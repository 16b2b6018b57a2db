// SPDX-FileCopyrightText: 2025 Contributors to the lame-session project.
// SPDX-License-Identifier: Apache-2.0

//! Encoding a PCM byte stream end to end.
//!
//! [`StreamEncoder`] drives one [`EncoderSession`] over any [`Read`] of
//! interleaved signed 16-bit little-endian PCM and writes the compressed
//! stream to any [`Write`]. The session is closed when the run ends, whether
//! it succeeded or not.

use std::{
    io::{self, Read, Write},
    sync::{
        Arc,
        atomic::{AtomicBool, Ordering},
    },
};

use tracing::{info, warn};

use crate::{
    Codec, EncoderConfig, EncoderSession, Result, SampleChunk,
    bridge::{FLUSH_CAPACITY, recommended_capacity},
};

/// Samples per channel read per chunk unless configured otherwise
/// (four MPEG-1 Layer III frames).
pub const DEFAULT_CHUNK_SAMPLES: usize = 4 * 1152;

const BYTES_PER_SAMPLE: usize = 2;

/// Requests that a running [`StreamEncoder`] stop after the current chunk.
///
/// Cheap to clone and safe to trigger from another thread. A stopped run still
/// flushes and closes its session. Each run starts by clearing the request, so
/// a stop only ends the run in progress.
#[derive(Clone, Debug, Default)]
pub struct StopHandle {
    flag: Arc<AtomicBool>,
}

impl StopHandle {
    /// Asks the encoder to stop.
    pub fn stop(&self) {
        self.flag.store(true, Ordering::Release);
    }

    /// Returns `true` once [`Self::stop`] was called during the current run.
    pub fn is_stopped(&self) -> bool {
        self.flag.load(Ordering::Acquire)
    }

    fn reset(&self) {
        self.flag.store(false, Ordering::Release);
    }
}

/// Totals of one [`StreamEncoder::run`].
#[derive(Clone, Copy, Debug, Default, PartialEq, Eq)]
pub struct StreamStats {
    /// Chunks submitted to the codec.
    pub chunks: u64,
    /// Samples per channel submitted to the codec.
    pub samples: u64,
    /// Compressed bytes written to the sink, flush output included.
    pub bytes_written: u64,
}

/// Reads PCM, encodes it chunk by chunk and writes the result.
///
/// The input's channel count is the configured `out_channels`. Mono input is
/// handed to the codec as the same slice for both channels.
///
/// # Examples
///
/// ```no_run
/// use lame_session::{EncoderConfig, LameCodec, StreamEncoder, config, load_api};
///
/// # fn main() -> Result<(), lame_session::Error> {
/// let api = load_api(config::default_library_path())?;
/// let pcm = std::fs::File::open("voice.pcm")?;
/// let mp3 = std::fs::File::create("voice.mp3")?;
///
/// let mut encoder = StreamEncoder::new(LameCodec::new(api), EncoderConfig::new(8000, 1, 8000, 32));
/// let stats = encoder.run(pcm, mp3)?;
/// println!("{} bytes", stats.bytes_written);
/// # Ok(())
/// # }
/// ```
pub struct StreamEncoder<C: Codec> {
    session: EncoderSession<C>,
    config: EncoderConfig,
    chunk_samples: usize,
    stop: StopHandle,
}

impl<C: Codec> StreamEncoder<C> {
    /// Creates an encoder that opens a session with `config` on every run.
    pub fn new(codec: C, config: EncoderConfig) -> Self {
        Self {
            session: EncoderSession::new(codec),
            config,
            chunk_samples: DEFAULT_CHUNK_SAMPLES,
            stop: StopHandle::default(),
        }
    }

    /// Sets how many samples per channel are read per chunk (at least one).
    pub fn with_chunk_samples(mut self, chunk_samples: usize) -> Self {
        self.chunk_samples = chunk_samples.max(1);
        self
    }

    /// Returns a handle that stops the run in progress.
    pub fn stop_handle(&self) -> StopHandle {
        self.stop.clone()
    }

    /// The session used for runs; closed between runs.
    pub fn session(&self) -> &EncoderSession<C> {
        &self.session
    }

    /// Encodes `source` into `sink` until end of input or a stop request.
    ///
    /// A trailing partial sample frame at end of input is dropped.
    ///
    /// # Errors
    ///
    /// - [`crate::Error::InitializationFailed`] if the session cannot be opened
    /// - [`crate::Error::Io`] if reading or writing fails
    /// - [`crate::Error::EncodeFailed`] / [`crate::Error::FlushFailed`] from the codec
    ///
    /// The session is closed before any error is returned. Encoding stops at
    /// the first error and the trailing flush is skipped.
    pub fn run<R: Read, W: Write>(&mut self, mut source: R, mut sink: W) -> Result<StreamStats> {
        self.stop.reset();
        self.session.open(self.config)?;
        let result = self
            .pump(&mut source, &mut sink)
            .and_then(|stats| self.finish(&mut sink, stats));
        self.session.close();

        if let Ok(stats) = &result {
            info!(
                "Encoded {} sample(s) in {} chunk(s) into {} byte(s)",
                stats.samples, stats.chunks, stats.bytes_written
            );
        }
        result
    }

    fn pump<R: Read, W: Write>(&mut self, source: &mut R, sink: &mut W) -> Result<StreamStats> {
        let channels = self.config.out_channels as usize;
        let frame_bytes = channels * BYTES_PER_SAMPLE;
        let mut pcm = vec![0u8; self.chunk_samples * frame_bytes];
        let mut left = vec![0i16; self.chunk_samples];
        let mut right = vec![0i16; if channels == 2 { self.chunk_samples } else { 0 }];
        let mut out = vec![0u8; recommended_capacity(self.chunk_samples)];
        let mut stats = StreamStats::default();

        while !self.stop.is_stopped() {
            let filled = fill(source, &mut pcm)?;
            let frames = filled / frame_bytes;
            if filled % frame_bytes != 0 {
                warn!(
                    "Dropping {} trailing byte(s) of an incomplete sample frame",
                    filled % frame_bytes
                );
            }

            if frames > 0 {
                let chunk = if channels == 2 {
                    for (i, frame) in pcm[..frames * frame_bytes].chunks_exact(4).enumerate() {
                        left[i] = i16::from_le_bytes([frame[0], frame[1]]);
                        right[i] = i16::from_le_bytes([frame[2], frame[3]]);
                    }
                    SampleChunk::new(&left, &right, frames)?
                } else {
                    for (i, sample) in pcm[..frames * frame_bytes].chunks_exact(2).enumerate() {
                        left[i] = i16::from_le_bytes([sample[0], sample[1]]);
                    }
                    SampleChunk::mono(&left, frames)?
                };

                let written = self.session.encode(&chunk, &mut out)?;
                if written > 0 {
                    sink.write_all(&out[..written])?;
                }
                stats.chunks += 1;
                stats.samples += frames as u64;
                stats.bytes_written += written as u64;
            }

            if filled < pcm.len() {
                break;
            }
        }
        if self.stop.is_stopped() {
            info!("Stream encoding stopped on request");
        }
        Ok(stats)
    }

    fn finish<W: Write>(&mut self, sink: &mut W, mut stats: StreamStats) -> Result<StreamStats> {
        let mut tail = vec![0u8; FLUSH_CAPACITY];
        let written = self.session.flush(&mut tail)?;
        if written > 0 {
            sink.write_all(&tail[..written])?;
        }
        sink.flush()?;
        stats.bytes_written += written as u64;
        Ok(stats)
    }
}

/// Reads until `buf` is full or the source is exhausted.
fn fill<R: Read>(source: &mut R, buf: &mut [u8]) -> io::Result<usize> {
    let mut filled = 0;
    while filled < buf.len() {
        match source.read(&mut buf[filled..]) {
            Ok(0) => break,
            Ok(n) => filled += n,
            Err(error) if error.kind() == io::ErrorKind::Interrupted => continue,
            Err(error) => return Err(error),
        }
    }
    Ok(filled)
}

⁂

Task to complete:
Each entry above is to be written out exactly.

Answer box:
repository 16b2b6018b57a2db
// SPDX-FileCopyrightText: 2025 Contributors to the lame-session project.
// SPDX-License-Identifier: Apache-2.0

//! Encoding a PCM byte stream end to end.
//!
//! [`StreamEncoder`] drives one [`EncoderSession`] over any [`Read`] of
//! interleaved signed 16-bit little-endian PCM and writes the compressed
//! stream to any [`Write`]. The session is closed when the run ends, whether
//! it succeeded or not.

use std::{
    io::{self, Read, Write},
    sync::{
        Arc,
        atomic::{AtomicBool, Ordering},
    },
};

use tracing::{info, warn};

use crate::{
    Codec, EncoderConfig, EncoderSession, Result, SampleChunk,
    bridge::{FLUSH_CAPACITY, recommended_capacity},
};

/// Samples per channel read per chunk unless configured otherwise
/// (four MPEG-1 Layer III frames).
pub const DEFAULT_CHUNK_SAMPLES: usize = 4 * 1152;

const BYTES_PER_SAMPLE: usize = 2;

/// Requests that a running [`StreamEncoder`] stop after the current chunk.
///
/// Cheap to clone and safe to trigger from another thread. A stopped run still
/// flushes and closes its session. Each run starts by clearing the request, so
/// a stop only ends the run in progress.
#[derive(Clone, Debug, Default)]
pub struct StopHandle {
    flag: Arc<AtomicBool>,
}

impl StopHandle {
    /// Asks the encoder to stop.
    pub fn stop(&self) {
        self.flag.store(true, Ordering::Release);
    }

    /// Returns `true` once [`Self::stop`] was called during the current run.
    pub fn is_stopped(&self) -> bool {
        self.flag.load(Ordering::Acquire)
    }

    fn reset(&self) {
        self.flag.store(false, Ordering::Release);
    }
}

/// Totals of one [`StreamEncoder::run`].
#[derive(Clone, Copy, Debug, Default, PartialEq, Eq)]
pub struct StreamStats {
    /// Chunks submitted to the codec.
    pub chunks: u64,
    /// Samples per channel submitted to the codec.
    pub samples: u64,
    /// Compressed bytes written to the sink, flush output included.
    pub bytes_written: u64,
}

/// Reads PCM, encodes it chunk by chunk and writes the result.
///
/// The input's channel count is the configured `out_channels`. Mono input is
/// handed to the codec as the same slice for both channels.
///
/// # Examples
///
/// ```no_run
/// use lame_session::{EncoderConfig, LameCodec, StreamEncoder, config, load_api};
///
/// # fn main() -> Result<(), lame_session::Error> {
/// let api = load_api(config::default_library_path())?;
/// let pcm = std::fs::File::open("voice.pcm")?;
/// let mp3 = std::fs::File::create("voice.mp3")?;
///
/// let mut encoder = StreamEncoder::new(LameCodec::new(api), EncoderConfig::new(8000, 1, 8000, 32));
/// let stats = encoder.run(pcm, mp3)?;
/// println!("{} bytes", stats.bytes_written);
/// # Ok(())
/// # }
/// ```
pub struct StreamEncoder<C: Codec> {
    session: EncoderSession<C>,
    config: EncoderConfig,
    chunk_samples: usize,
    stop: StopHandle,
}

impl<C: Codec> StreamEncoder<C> {
    /// Creates an encoder that opens a session with `config` on every run.
    pub fn new(codec: C, config: EncoderConfig) -> Self {
        Self {
            session: EncoderSession::new(codec),
            config,
            chunk_samples: DEFAULT_CHUNK_SAMPLES,
            stop: StopHandle::default(),
        }
    }

    /// Sets how many samples per channel are read per chunk (at least one).
    pub fn with_chunk_samples(mut self, chunk_samples: usize) -> Self {
        self.chunk_samples = chunk_samples.max(1);
        self
    }

    /// Returns a handle that stops the run in progress.
    pub fn stop_handle(&self) -> StopHandle {
        self.stop.clone()
    }

    /// The session used for runs; closed between runs.
    pub fn session(&self) -> &EncoderSession<C> {
        &self.session
    }

    /// Encodes `source` into `sink` until end of input or a stop request.
    ///
    /// A trailing partial sample frame at end of input is dropped.
    ///
    /// # Errors
    ///
    /// - [`crate::Error::InitializationFailed`] if the session cannot be opened
    /// - [`crate::Error::Io`] if reading or writing fails
    /// - [`crate::Error::EncodeFailed`] / [`crate::Error::FlushFailed`] from the codec
    ///
    /// The session is closed before any error is returned. Encoding stops at
    /// the first error and the trailing flush is skipped.
    pub fn run<R: Read, W: Write>(&mut self, mut source: R, mut sink: W) -> Result<StreamStats> {
        self.stop.reset();
        self.session.open(self.config)?;
        let result = self
            .pump(&mut source, &mut sink)
            .and_then(|stats| self.finish(&mut sink, stats));
        self.session.close();

        if let Ok(stats) = &result {
            info!(
                "Encoded {} sample(s) in {} chunk(s) into {} byte(s)",
                stats.samples, stats.chunks, stats.bytes_written
            );
        }
        result
    }

    fn pump<R: Read, W: Write>(&mut self, source: &mut R, sink: &mut W) -> Result<StreamStats> {
        let channels = self.config.out_channels as usize;
        let frame_bytes = channels * BYTES_PER_SAMPLE;
        let mut pcm = vec![0u8; self.chunk_samples * frame_bytes];
        let mut left = vec![0i16; self.chunk_samples];
        let mut right = vec![0i16; if channels == 2 { self.chunk_samples } else { 0 }];
        let mut out = vec![0u8; recommended_capacity(self.chunk_samples)];
        let mut stats = StreamStats::default();

        while !self.stop.is_stopped() {
            let filled = fill(source, &mut pcm)?;
            let frames = filled / frame_bytes;
            if filled % frame_bytes != 0 {
                warn!(
                    "Dropping {} trailing byte(s) of an incomplete sample frame",
                    filled % frame_bytes
                );
            }

            if frames > 0 {
                let chunk = if channels == 2 {
                    for (i, frame) in pcm[..frames * frame_bytes].chunks_exact(4).enumerate() {
                        left[i] = i16::from_le_bytes([frame[0], frame[1]]);
                        right[i] = i16::from_le_bytes([frame[2], frame[3]]);
                    }
                    SampleChunk::new(&left, &right, frames)?
                } else {
                    for (i, sample) in pcm[..frames * frame_bytes].chunks_exact(2).enumerate() {
                        left[i] = i16::from_le_bytes([sample[0], sample[1]]);
                    }
                    SampleChunk::mono(&left, frames)?
                };

                let written = self.session.encode(&chunk, &mut out)?;
                if written > 0 {
                    sink.write_all(&out[..written])?;
                }
                stats.chunks += 1;
                stats.samples += frames as u64;
                stats.bytes_written += written as u64;
            }

            if filled < pcm.len() {
                break;
            }
        }
        if self.stop.is_stopped() {
            info!("Stream encoding stopped on request");
        }
        Ok(stats)
    }

    fn finish<W: Write>(&mut self, sink: &mut W, mut stats: StreamStats) -> Result<StreamStats> {
        let mut tail = vec![0u8; FLUSH_CAPACITY];
        let written = self.session.flush(&mut tail)?;
        if written > 0 {
            sink.write_all(&tail[..written])?;
        }
        sink.flush()?;
        stats.bytes_written += written as u64;
        Ok(stats)
    }
}

/// Reads until `buf` is full or the source is exhausted.
fn fill<R: Read>(source: &mut R, buf: &mut [u8]) -> io::Result<usize> {
    let mut filled = 0;
    while filled < buf.len() {
        match source.read(&mut buf[filled..]) {
            Ok(0) => break,
            Ok(n) => filled += n,
            Err(error) if error.kind() == io::ErrorKind::Interrupted => continue,
            Err(error) => return Err(error),
        }
    }
    Ok(filled)
}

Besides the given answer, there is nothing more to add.